Hey guys, let me preemptively say Merry Christmas! I hope Santa brings you everything you want and then some.
At this point I just want to be in the bosom of my family and watch the kiddo tear through her presents. I am exhausted. Looking forward to a few days in the office not doing much. But before we get to that I owe you guys a blog post. Sorry for the delay but the time difference (8 hours ahead) has been killing me and of course I'm going to get adjusted just in time to get home.
So what I want to talk about is three simple instructions we give our clients on their special day. Every couple can use them and they are easy things that make a really big difference. We give you these instructions when you book us, when we shoot your engagement session and as we are shooting your getting ready pictures so by the time the show starts you've had time to practice and you've heard it a few times so it's easy.
Ok I promise at some point I'm going to get over these corny subheaders. Probably in another 100 years. In any event let's talk about the moment that ring goes on your finger. Even though there are no faces in the pictures below they feel really intimate, personal and meaningful to me. It just goes back to that age old idea of taking someone's hand forever you know? So I walk my couples through exactly how to get the second photograph below. I'd explain how to do it here but part of the reason this blog is late is because I wrote 5 paragraphs and it was still super confusing. It's simpler easier to show you.
I guess you have to hire us lol.
This one is pretty easy. On your wedding day there are going to be roughly 165,997,708,1697,123 pictures taken of you, and thats just by your parents! However during a first kiss I typically take about 50 pictures (its a really fast camera).
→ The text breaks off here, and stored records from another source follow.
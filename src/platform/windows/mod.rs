//! Windows-specific implementation using Win32 and GDI.
//!
//! This module contains all Windows-specific code:
//! - Runtime state (thread-local, single UI thread)
//! - Input handling (global hotkeys)
//! - Window style control (click-through / layered / topmost bits)
//! - Overlay painting (border outline and resize handles)

pub mod app;
pub mod input;
pub mod ui;
//! Configuration constants and default values.

// === Geometry Defaults ===

/// Default window x position in screen coordinates.
pub const DEFAULT_X: i32 = 500;

/// Default window y position in screen coordinates.
pub const DEFAULT_Y: i32 = 300;

/// Default window width in pixels.
pub const DEFAULT_WIDTH: i32 = 400;

/// Default window height in pixels.
pub const DEFAULT_HEIGHT: i32 = 300;

/// Minimum window width reachable by a resize drag.
pub const MIN_WIDTH: i32 = 120;

/// Minimum window height reachable by a resize drag.
pub const MIN_HEIGHT: i32 = 80;

// === Visual Defaults ===

/// Default border stroke width in pixels.
pub const DEFAULT_BORDER_WIDTH: i32 = 2;

/// Default border color as a hex string.
pub const DEFAULT_BORDER_COLOR: &str = "#FF0000";

/// Default whole-window alpha percentage (100 = fully opaque).
pub const DEFAULT_ALPHA_PCT: u8 = 30;

/// Side length of a square resize handle in pixels.
pub const HANDLE_SIZE: i32 = 12;

/// Interior fill color keyed out of the layered window, as (r, g, b).
/// Anything painted in this color is fully transparent and click-through.
pub const KEY_COLOR_RGB: (u8, u8, u8) = (255, 0, 255);

// === Validation Limits ===

/// Minimum border stroke width in pixels.
pub const MIN_BORDER: i32 = 1;

/// Maximum border stroke width in pixels.
pub const MAX_BORDER: i32 = 20;

// === File Names ===

/// Per-user directory under %APPDATA% holding persisted state.
pub const APP_DIR: &str = "Framemark";

/// Saved window bounds record, one line of `x,y,width,height`.
pub const BOUNDS_FILE: &str = "window_bounds.txt";

/// Appearance settings, JSON.
pub const CONFIG_FILE: &str = "config.json";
Because it's a moment you can't miss. So I frame that first shot really carefully and take the others just to be sure. And I give my couples the same instruction everytime: "Count one thousand one, one thousand two, one thousand three, one thousand four for a minimum of time. You know you've held the kiss long enough when the cheering and applause subsides. Or alternately if you feel your parents getting uncomfortable."
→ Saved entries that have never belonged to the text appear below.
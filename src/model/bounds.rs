//! Window bounds: position plus size, in integer screen coordinates.

use super::constants::*;

/// Window geometry, the single source of truth read by the border painter
/// and the resize-handle placement.
#[derive(Debug, Clone, Copy, PartialEq, Eq)]
pub struct Bounds {
    pub x: i32,
    pub y: i32,
    pub width: i32,
    pub height: i32,
}

impl Default for Bounds {
    fn default() -> Self {
        Self {
            x: DEFAULT_X,
            y: DEFAULT_Y,
            width: DEFAULT_WIDTH,
            height: DEFAULT_HEIGHT,
        }
    }
}

impl Bounds {
    pub fn new(x: i32, y: i32, width: i32, height: i32) -> Self {
        Self {
            x,
            y,
            width,
            height,
        }
    }

    /// Parse the persisted record format: four comma-separated integers
    /// `x,y,width,height`. Returns `None` for anything malformed, including
    /// non-positive dimensions.
    pub fn parse(line: &str) -> Option<Self> {
        let mut parts = line.trim().split(',');
        let x = parts.next()?.trim().parse().ok()?;
        let y = parts.next()?.trim().parse().ok()?;
        let width: i32 = parts.next()?.trim().parse().ok()?;
        let height: i32 = parts.next()?.trim().parse().ok()?;
        if parts.next().is_some() || width < 1 || height < 1 {
            return None;
        }
        Some(Self::new(x, y, width, height))
    }

    /// Serialize to the persisted record format.
    pub fn to_line(&self) -> String {
        format!("{},{},{},{}", self.x, self.y, self.width, self.height)
    }

    /// Outline rectangle inset by half the stroke width on all sides, as
    /// `(left, top, right, bottom)` in client coordinates. A stroke centered
    /// on this path stays fully inside the client area.
    pub fn border_rect(&self, border_width: i32) -> (i32, i32, i32, i32) {
        let inset = border_width / 2;
        (inset, inset, self.width - inset, self.height - inset)
    }
}
//! Application domain model.
//!
//! This module contains pure business logic (no FFI dependencies):
//! window bounds, the resize state machine and the interaction-mode flag.
//!
//! Persistence lives in `crate::storage`, Win32 plumbing in
//! `crate::platform::windows`.

pub mod bounds;
pub mod constants;
pub mod mode;
pub mod resize;

pub use bounds::Bounds;
pub use constants::*;
pub use mode::ModeToggle;
pub use resize::{CursorHint, DragSession, ResizeController, ResizeMode};
//! Global hotkeys for the overlay.
//!
//! Three triggers, delivered as WM_HOTKEY to the overlay window:
//! toggle edit mode, save the current bounds, exit.

use windows::Win32::Foundation::HWND;
use windows::Win32::UI::Input::KeyboardAndMouse::{RegisterHotKey, UnregisterHotKey, MOD_ALT};

// Hotkey IDs
pub const HOTKEY_TOGGLE_MODE: i32 = 1;
pub const HOTKEY_SAVE_BOUNDS: i32 = 2;
pub const HOTKEY_EXIT: i32 = 3;

/// Register the three global hotkeys on the overlay window. A failed
/// registration (key combination already taken) is logged and skipped; the
/// overlay still renders without it.
pub unsafe fn register_hotkeys(hwnd: HWND) {
    for (id, vk, name) in [
        (HOTKEY_TOGGLE_MODE, 0x4F, "Alt+O"), // toggle edit mode
        (HOTKEY_SAVE_BOUNDS, 0x4B, "Alt+K"), // save bounds
        (HOTKEY_EXIT, 0x4D, "Alt+M"),        // exit
    ] {
        if let Err(e) = RegisterHotKey(Some(hwnd), id, MOD_ALT, vk) {
            tracing::warn!(hotkey = name, error = %e, "failed to register hotkey");
        }
    }
}

/// Unregister all hotkeys; called after the message loop exits.
pub unsafe fn unregister_hotkeys(hwnd: HWND) {
    let _ = UnregisterHotKey(Some(hwnd), HOTKEY_TOGGLE_MODE);
    let _ = UnregisterHotKey(Some(hwnd), HOTKEY_SAVE_BOUNDS);
    let _ = UnregisterHotKey(Some(hwnd), HOTKEY_EXIT);
}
Some of our couples have done extensive dance routines with dipping and throwing each other in the air. Well typically not each other, though I have had one wedding where both participants went aerial lol. You take my point here. And some of our couples want something less elaborate and I can appreciate it. But what we tell every couple is to make sure that you turn because if you stand still you only get a couple of first dance pictures. Thats mostly because you are in the same place, under the same light and there just isn't a lot of variation to be had. Also it causes the photographers to have to move around you a great deal more. While I can use the exercise it can be a little distracting for your guests. However, even if you just stand in one spot and turn as you dance you will get lots of variations both in yourselves and in your background.
It sounds like it should be the same no matter which way it is right? But there is more magic in moving the subjects than moving the camera believe it or not. Just take a look at the two examples above. The top one is a really good picture but the bottom one is just so much more dramatic isn't it? The way that light falls across her chin and cheek almost looks like he is shining on her doesn't it? I could show you 30 pictures of their first dance with so much animation and feeling that it would have been difficult to get moving the light and myself but were easy to get because they turned, the light was stationary and I moved.
So turn it up a bit on that first dance OK?
P.S. The last piece of advice I give everyone is a freebie. When the big day comes just breathe and relax. No matter what happens at the end of the day two I's will have formally become an US. And thats all that really matters.